By Jeff Moeller The New York Extra/TheNYExtra.com
Joe Douglas did the shopping. Now Adam Gase has to do the cooking. It is time to set the table for the 2020 season.
The Douglas-Gase era officially will begin their first full year together in late July when the Jets hopefully will open training camp. Last July, Douglas was hired as the new Jets GM, and many saw it as a power move by Gase to reunite with his former associate and slash the reign of former GM Mike Maccagnan.
The Maccagnan-Todd Bowles era had a few productive years, and Maccagnan had an open checkbook a year ago. He filled some of the open spots in the Jets’ cupboard. Through it all, the duo was given a chance by Jets’ ownership.
In July, owner Christopher Johnson has to give the Douglas-Gase combo a long leash. Gase came under fire last season. Give him an opportunity to develop the team. Douglas already has developed a pedigree through his front office stops in Baltimore and Philadelphia. Jets’ fans expected Thomas to make
When Gase was hired last January, he was generally seen as a consolation prize after a deal for former Packers’ and current Cowboys’ coach and fan favorite Mike McCarthy apparently fell through. Current Carolina head coach Matt Rhule was the hot college commodity, but reports were mixed whether he was offered the job.
Gase took over with a 23-25 overall record in three seasons in Miami, the previous two seasons being losing campaigns after a 10-7 playoff season in his debut.
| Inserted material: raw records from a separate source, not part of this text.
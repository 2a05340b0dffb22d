use tracing_subscriber::{
    fmt, fmt::format::FmtSpan, layer::SubscriberExt, util::SubscriberInitExt, EnvFilter,
};

/// Filter for this workspace's crates at `log_level`, unless `RUST_LOG` is set
pub fn get_log_env(log_level: String) -> EnvFilter {
    EnvFilter::try_from_default_env().unwrap_or_else(|_| {
        EnvFilter::new(format!(
            "shared_results_api={log_level},shared_results_graphql={log_level}"
        ))
    })
}

pub fn init_global_logger(log_level: String) {
    if let Err(err) = tracing_subscriber::registry()
        .with(get_log_env(log_level))
        .with(fmt::layer().pretty().with_span_events(FmtSpan::NONE))
        .try_init()
    {
        eprintln!(
            "Failed to initialize global logger. This is expected if the logger was already initialized: {}",
            err
        );
    }
}

pub fn global_info_logger() {
    init_global_logger("INFO".to_string())
}

pub fn global_debug_logger() {
    init_global_logger("DEBUG".to_string())
}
He had a falling out with ownership over team decisions.
It seemed to follow him with the Jets, as he was the de facto GM under Johnson that ended Maccagnan’s run. The initial reaction to Thomas’ hire was linked to Gase. However, the Jets upper echelon hierarchy was apparently united for the first time in a while. It wasn’t the situation where Maccagnan and Bowles separately reported to Johnson.
Gase arrived as the quarterback whisper from his time as an assistant and was handed promising Sam Darnold. But he didn’t have the luxury of Darnold for full season as well as stud linebacker CJ Mosley and others on the other side of the ball. Yet, Gase drew the ire of critics for being too passive despite a 6-2 slate in the second half of an overall 7-9 season.
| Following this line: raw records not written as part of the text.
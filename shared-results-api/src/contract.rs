//! Node and edge capabilities for mutations that share results within one request.
//!
//! A node mutation only supplies [`NodeMutation::produce_result`]; [`execute_node`] takes care
//! of publishing the result under the field's alias when the field is a top-level mutation.
//! An edge mutation implements [`EdgeMutation::execute`] and reads earlier results through the
//! context itself, it never publishes anything.
//!
//! Edges can only see nodes that were resolved before them, so the engine must resolve
//! top-level mutation fields one after the other in document order. async-graphql does this for
//! the mutation root. Under an engine resolving those fields concurrently an edge can race the
//! nodes it depends on.

use crate::{error::SharedResultError, registry::SharedResults};
use tracing::debug;

/// Everything a shared-result mutation gets to know about the field it resolves
pub struct ResolutionContext<'a, P = ()> {
    parent: Option<&'a P>,
    alias: &'a str,
    shared_results: &'a SharedResults,
}

impl<'a> ResolutionContext<'a, ()> {
    /// A field of the mutation root
    pub fn top_level(alias: &'a str, shared_results: &'a SharedResults) -> Self {
        Self {
            parent: None,
            alias,
            shared_results,
        }
    }
}

impl<'a, P> ResolutionContext<'a, P> {
    /// A field resolved on the result of another field
    pub fn nested(parent: &'a P, alias: &'a str, shared_results: &'a SharedResults) -> Self {
        Self {
            parent: Some(parent),
            alias,
            shared_results,
        }
    }

    pub fn parent(&self) -> Option<&'a P> {
        self.parent
    }

    /// The response key of the field, i.e. its alias if the client gave one
    pub fn alias(&self) -> &'a str {
        self.alias
    }

    pub fn shared_results(&self) -> &'a SharedResults {
        self.shared_results
    }

    pub fn is_top_level(&self) -> bool {
        self.parent.is_none()
    }
}

/// A mutation creating or updating a single entity.
///
/// Implement it once per parent type the mutation can be resolved under; `()` is the mutation
/// root, where `parent` is always `None`.
pub trait NodeMutation<P = ()> {
    type Args;
    type Output: Clone + Send + Sync + 'static;
    type Error;

    fn produce_result(
        &self,
        parent: Option<&P>,
        args: Self::Args,
    ) -> Result<Self::Output, Self::Error>;
}

/// A mutation relating entities produced earlier in the same request
pub trait EdgeMutation {
    type Args;
    type Output;
    type Error: From<SharedResultError>;

    fn execute(
        &self,
        ctx: &ResolutionContext<'_>,
        args: Self::Args,
    ) -> Result<Self::Output, Self::Error>;
}

/// Run a node mutation and publish its result if it was invoked as a top-level field.
///
/// Errors from the mutation are returned unchanged and leave the registry untouched.
pub fn execute_node<P, M: NodeMutation<P>>(
    mutation: &M,
    ctx: &ResolutionContext<'_, P>,
    args: M::Args,
) -> Result<M::Output, M::Error> {
    let result = mutation.produce_result(ctx.parent(), args)?;
    if ctx.is_top_level() {
        ctx.shared_results().put(ctx.alias(), result.clone());
    } else {
        debug!(alias = ctx.alias(), "nested node mutation, result not shared");
    }
    Ok(result)
}

#[cfg(test)]
mod test {
    use super::{execute_node, EdgeMutation, NodeMutation, ResolutionContext};
    use crate::{error::SharedResultError, logging::global_debug_logger, registry::SharedResults};
    use std::{cell::RefCell, collections::HashMap};

    #[derive(Clone, Debug, PartialEq)]
    struct Item {
        key: u64,
        name: String,
    }

    #[derive(Default)]
    struct Store {
        next_key: RefCell<u64>,
        links: RefCell<HashMap<u64, Vec<u64>>>,
    }

    struct CreateItem<'a>(&'a Store);

    impl NodeMutation for CreateItem<'_> {
        type Args = String;
        type Output = Item;
        type Error = String;

        fn produce_result(&self, _parent: Option<&()>, name: String) -> Result<Item, String> {
            if name.is_empty() {
                return Err("name is required".to_string());
            }
            let mut key = self.0.next_key.borrow_mut();
            *key += 1;
            Ok(Item { key: *key, name })
        }
    }

    impl NodeMutation<Item> for CreateItem<'_> {
        type Args = String;
        type Output = Item;
        type Error = String;

        fn produce_result(&self, parent: Option<&Item>, name: String) -> Result<Item, String> {
            let item = <Self as NodeMutation>::produce_result(self, None, name)?;
            if let Some(parent) = parent {
                self.0
                    .links
                    .borrow_mut()
                    .entry(parent.key)
                    .or_default()
                    .push(item.key);
            }
            Ok(item)
        }
    }

    struct Link<'a>(&'a Store);

    #[derive(Debug, PartialEq)]
    enum LinkError {
        Shared(SharedResultError),
    }

    impl From<SharedResultError> for LinkError {
        fn from(value: SharedResultError) -> Self {
            LinkError::Shared(value)
        }
    }

    impl EdgeMutation for Link<'_> {
        type Args = (String, String);
        type Output = bool;
        type Error = LinkError;

        fn execute(
            &self,
            ctx: &ResolutionContext<'_>,
            (from, to): (String, String),
        ) -> Result<bool, LinkError> {
            let items = ctx.shared_results().resolve_all::<Item>(&[from.as_str(), to.as_str()])?;
            let mut links = self.0.links.borrow_mut();
            links.entry(items[0].key).or_default().push(items[1].key);
            links.entry(items[1].key).or_default().push(items[0].key);
            Ok(true)
        }
    }

    #[test]
    fn top_level_node_results_are_shared_under_alias() {
        let store = Store::default();
        let registry = SharedResults::new();
        let ctx = ResolutionContext::top_level("n1", &registry);
        let item = execute_node(&CreateItem(&store), &ctx, "a".to_string()).unwrap();
        assert_eq!(*registry.lookup::<Item>("n1").unwrap(), item);
    }

    #[test]
    fn nested_node_results_are_not_shared() {
        let store = Store::default();
        let registry = SharedResults::new();
        let parent = Item {
            key: 42,
            name: "parent".to_string(),
        };
        let ctx = ResolutionContext::nested(&parent, "child", &registry);
        let item = execute_node(&CreateItem(&store), &ctx, "a".to_string()).unwrap();
        assert!(registry.is_empty());
        assert_eq!(store.links.borrow()[&42], vec![item.key]);
    }

    #[test]
    fn failed_node_mutation_registers_nothing() {
        let store = Store::default();
        let registry = SharedResults::new();
        let ctx = ResolutionContext::top_level("n1", &registry);
        let err = execute_node(&CreateItem(&store), &ctx, String::new()).unwrap_err();
        assert_eq!(err, "name is required");
        assert!(!registry.contains("n1"));
    }

    #[test]
    fn duplicate_alias_keeps_last_result() {
        global_debug_logger();
        let store = Store::default();
        let registry = SharedResults::new();
        let ctx = ResolutionContext::top_level("n1", &registry);
        execute_node(&CreateItem(&store), &ctx, "first".to_string()).unwrap();
        let last = execute_node(&CreateItem(&store), &ctx, "second".to_string()).unwrap();
        assert_eq!(registry.len(), 1);
        assert_eq!(*registry.lookup::<Item>("n1").unwrap(), last);
    }

    #[test]
    fn edge_links_shared_results() {
        let store = Store::default();
        let registry = SharedResults::new();
        for alias in ["n1", "n2"] {
            let ctx = ResolutionContext::top_level(alias, &registry);
            execute_node(&CreateItem(&store), &ctx, alias.to_string()).unwrap();
        }
        let ctx = ResolutionContext::top_level("e1", &registry);
        let ok = Link(&store)
            .execute(&ctx, ("n1".to_string(), "n2".to_string()))
            .unwrap();
        assert!(ok);
        assert_eq!(store.links.borrow()[&1], vec![2]);
        assert_eq!(store.links.borrow()[&2], vec![1]);
        assert!(!registry.contains("e1"));
    }

    #[test]
    fn edge_with_unknown_alias_fails_without_side_effects() {
        let store = Store::default();
        let registry = SharedResults::new();
        let ctx = ResolutionContext::top_level("n2", &registry);
        execute_node(&CreateItem(&store), &ctx, "b".to_string()).unwrap();

        let ctx = ResolutionContext::top_level("e1", &registry);
        let err = Link(&store)
            .execute(&ctx, ("doesNotExist".to_string(), "n2".to_string()))
            .unwrap_err();
        assert_eq!(
            err,
            LinkError::Shared(SharedResultError::missing("doesNotExist"))
        );
        assert!(store.links.borrow().is_empty());
    }
}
One major issue was his handling of Le‘Veon Bell, who also has to prove that he is still an elite back. Rumblings surfaced of a rift between the two, and Gase has been a pass first/run second coach. Still, Gase will have to find a way to properly get the most mileage out of Bell.
Clean the slate for Thomas and Gase for 2020. Expectations have a louder blip for this fall, but let both of them get further settled in the ride before we cast any more aspersions.